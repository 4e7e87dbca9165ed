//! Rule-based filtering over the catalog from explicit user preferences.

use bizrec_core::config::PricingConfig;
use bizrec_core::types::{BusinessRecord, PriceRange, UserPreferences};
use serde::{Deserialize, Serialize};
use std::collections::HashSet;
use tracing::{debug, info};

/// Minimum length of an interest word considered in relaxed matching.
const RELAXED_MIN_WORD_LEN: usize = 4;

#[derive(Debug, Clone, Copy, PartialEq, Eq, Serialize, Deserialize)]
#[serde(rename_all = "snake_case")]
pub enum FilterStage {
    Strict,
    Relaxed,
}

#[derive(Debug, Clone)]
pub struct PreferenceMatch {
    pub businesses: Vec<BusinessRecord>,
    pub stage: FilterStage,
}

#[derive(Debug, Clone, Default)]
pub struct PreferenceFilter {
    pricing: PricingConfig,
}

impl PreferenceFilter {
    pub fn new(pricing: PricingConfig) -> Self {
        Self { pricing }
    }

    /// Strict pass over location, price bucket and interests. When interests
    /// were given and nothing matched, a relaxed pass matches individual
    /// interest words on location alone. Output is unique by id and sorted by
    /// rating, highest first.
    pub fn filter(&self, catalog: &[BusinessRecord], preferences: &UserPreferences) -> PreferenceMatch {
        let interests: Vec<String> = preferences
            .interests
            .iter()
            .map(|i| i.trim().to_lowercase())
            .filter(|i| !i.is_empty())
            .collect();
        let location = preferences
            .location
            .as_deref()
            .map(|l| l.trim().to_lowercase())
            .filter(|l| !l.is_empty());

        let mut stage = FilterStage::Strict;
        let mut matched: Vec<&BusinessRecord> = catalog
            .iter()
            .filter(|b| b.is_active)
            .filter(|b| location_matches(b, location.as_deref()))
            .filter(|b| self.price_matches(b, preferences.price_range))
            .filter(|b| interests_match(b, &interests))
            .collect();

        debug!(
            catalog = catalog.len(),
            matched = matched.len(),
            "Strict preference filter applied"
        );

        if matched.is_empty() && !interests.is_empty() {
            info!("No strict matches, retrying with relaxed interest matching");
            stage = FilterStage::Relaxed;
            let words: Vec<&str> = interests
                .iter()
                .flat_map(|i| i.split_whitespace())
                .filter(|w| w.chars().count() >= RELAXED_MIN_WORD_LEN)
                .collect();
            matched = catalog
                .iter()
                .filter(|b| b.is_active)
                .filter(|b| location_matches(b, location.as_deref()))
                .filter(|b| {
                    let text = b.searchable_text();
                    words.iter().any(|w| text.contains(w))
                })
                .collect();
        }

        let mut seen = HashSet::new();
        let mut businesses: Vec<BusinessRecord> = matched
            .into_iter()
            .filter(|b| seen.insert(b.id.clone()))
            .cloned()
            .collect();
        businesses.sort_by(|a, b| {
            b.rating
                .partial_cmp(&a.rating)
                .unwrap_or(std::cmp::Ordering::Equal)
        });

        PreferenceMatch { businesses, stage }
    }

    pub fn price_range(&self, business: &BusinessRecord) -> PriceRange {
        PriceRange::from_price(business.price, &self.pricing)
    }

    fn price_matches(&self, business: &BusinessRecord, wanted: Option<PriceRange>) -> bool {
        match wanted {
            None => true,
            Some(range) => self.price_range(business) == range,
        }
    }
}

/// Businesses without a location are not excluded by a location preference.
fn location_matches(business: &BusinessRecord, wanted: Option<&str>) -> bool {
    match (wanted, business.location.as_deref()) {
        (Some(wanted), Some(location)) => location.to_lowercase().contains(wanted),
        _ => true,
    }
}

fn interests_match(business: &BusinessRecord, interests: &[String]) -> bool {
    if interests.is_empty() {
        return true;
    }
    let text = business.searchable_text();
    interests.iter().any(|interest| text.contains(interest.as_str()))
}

> Description of the task
Nothing in the data above should change. Please copy it all.

> Solution to the problem
repository 4e7e87dbca9165ed
//! Rule-based filtering over the catalog from explicit user preferences.

use bizrec_core::config::PricingConfig;
use bizrec_core::types::{BusinessRecord, PriceRange, UserPreferences};
use serde::{Deserialize, Serialize};
use std::collections::HashSet;
use tracing::{debug, info};

/// Minimum length of an interest word considered in relaxed matching.
const RELAXED_MIN_WORD_LEN: usize = 4;

#[derive(Debug, Clone, Copy, PartialEq, Eq, Serialize, Deserialize)]
#[serde(rename_all = "snake_case")]
pub enum FilterStage {
    Strict,
    Relaxed,
}

#[derive(Debug, Clone)]
pub struct PreferenceMatch {
    pub businesses: Vec<BusinessRecord>,
    pub stage: FilterStage,
}

#[derive(Debug, Clone, Default)]
pub struct PreferenceFilter {
    pricing: PricingConfig,
}

impl PreferenceFilter {
    pub fn new(pricing: PricingConfig) -> Self {
        Self { pricing }
    }

    /// Strict pass over location, price bucket and interests. When interests
    /// were given and nothing matched, a relaxed pass matches individual
    /// interest words on location alone. Output is unique by id and sorted by
    /// rating, highest first.
    pub fn filter(&self, catalog: &[BusinessRecord], preferences: &UserPreferences) -> PreferenceMatch {
        let interests: Vec<String> = preferences
            .interests
            .iter()
            .map(|i| i.trim().to_lowercase())
            .filter(|i| !i.is_empty())
            .collect();
        let location = preferences
            .location
            .as_deref()
            .map(|l| l.trim().to_lowercase())
            .filter(|l| !l.is_empty());

        let mut stage = FilterStage::Strict;
        let mut matched: Vec<&BusinessRecord> = catalog
            .iter()
            .filter(|b| b.is_active)
            .filter(|b| location_matches(b, location.as_deref()))
            .filter(|b| self.price_matches(b, preferences.price_range))
            .filter(|b| interests_match(b, &interests))
            .collect();

        debug!(
            catalog = catalog.len(),
            matched = matched.len(),
            "Strict preference filter applied"
        );

        if matched.is_empty() && !interests.is_empty() {
            info!("No strict matches, retrying with relaxed interest matching");
            stage = FilterStage::Relaxed;
            let words: Vec<&str> = interests
                .iter()
                .flat_map(|i| i.split_whitespace())
                .filter(|w| w.chars().count() >= RELAXED_MIN_WORD_LEN)
                .collect();
            matched = catalog
                .iter()
                .filter(|b| b.is_active)
                .filter(|b| location_matches(b, location.as_deref()))
                .filter(|b| {
                    let text = b.searchable_text();
                    words.iter().any(|w| text.contains(w))
                })
                .collect();
        }

        let mut seen = HashSet::new();
        let mut businesses: Vec<BusinessRecord> = matched
            .into_iter()
            .filter(|b| seen.insert(b.id.clone()))
            .cloned()
            .collect();
        businesses.sort_by(|a, b| {
            b.rating
                .partial_cmp(&a.rating)
                .unwrap_or(std::cmp::Ordering::Equal)
        });

        PreferenceMatch { businesses, stage }
    }

    pub fn price_range(&self, business: &BusinessRecord) -> PriceRange {
        PriceRange::from_price(business.price, &self.pricing)
    }

    fn price_matches(&self, business: &BusinessRecord, wanted: Option<PriceRange>) -> bool {
        match wanted {
            None => true,
            Some(range) => self.price_range(business) == range,
        }
    }
}

/// Businesses without a location are not excluded by a location preference.
fn location_matches(business: &BusinessRecord, wanted: Option<&str>) -> bool {
    match (wanted, business.location.as_deref()) {
        (Some(wanted), Some(location)) => location.to_lowercase().contains(wanted),
        _ => true,
    }
}

fn interests_match(business: &BusinessRecord, interests: &[String]) -> bool {
    if interests.is_empty() {
        return true;
    }
    let text = business.searchable_text();
    interests.iter().any(|interest| text.contains(interest.as_str()))
}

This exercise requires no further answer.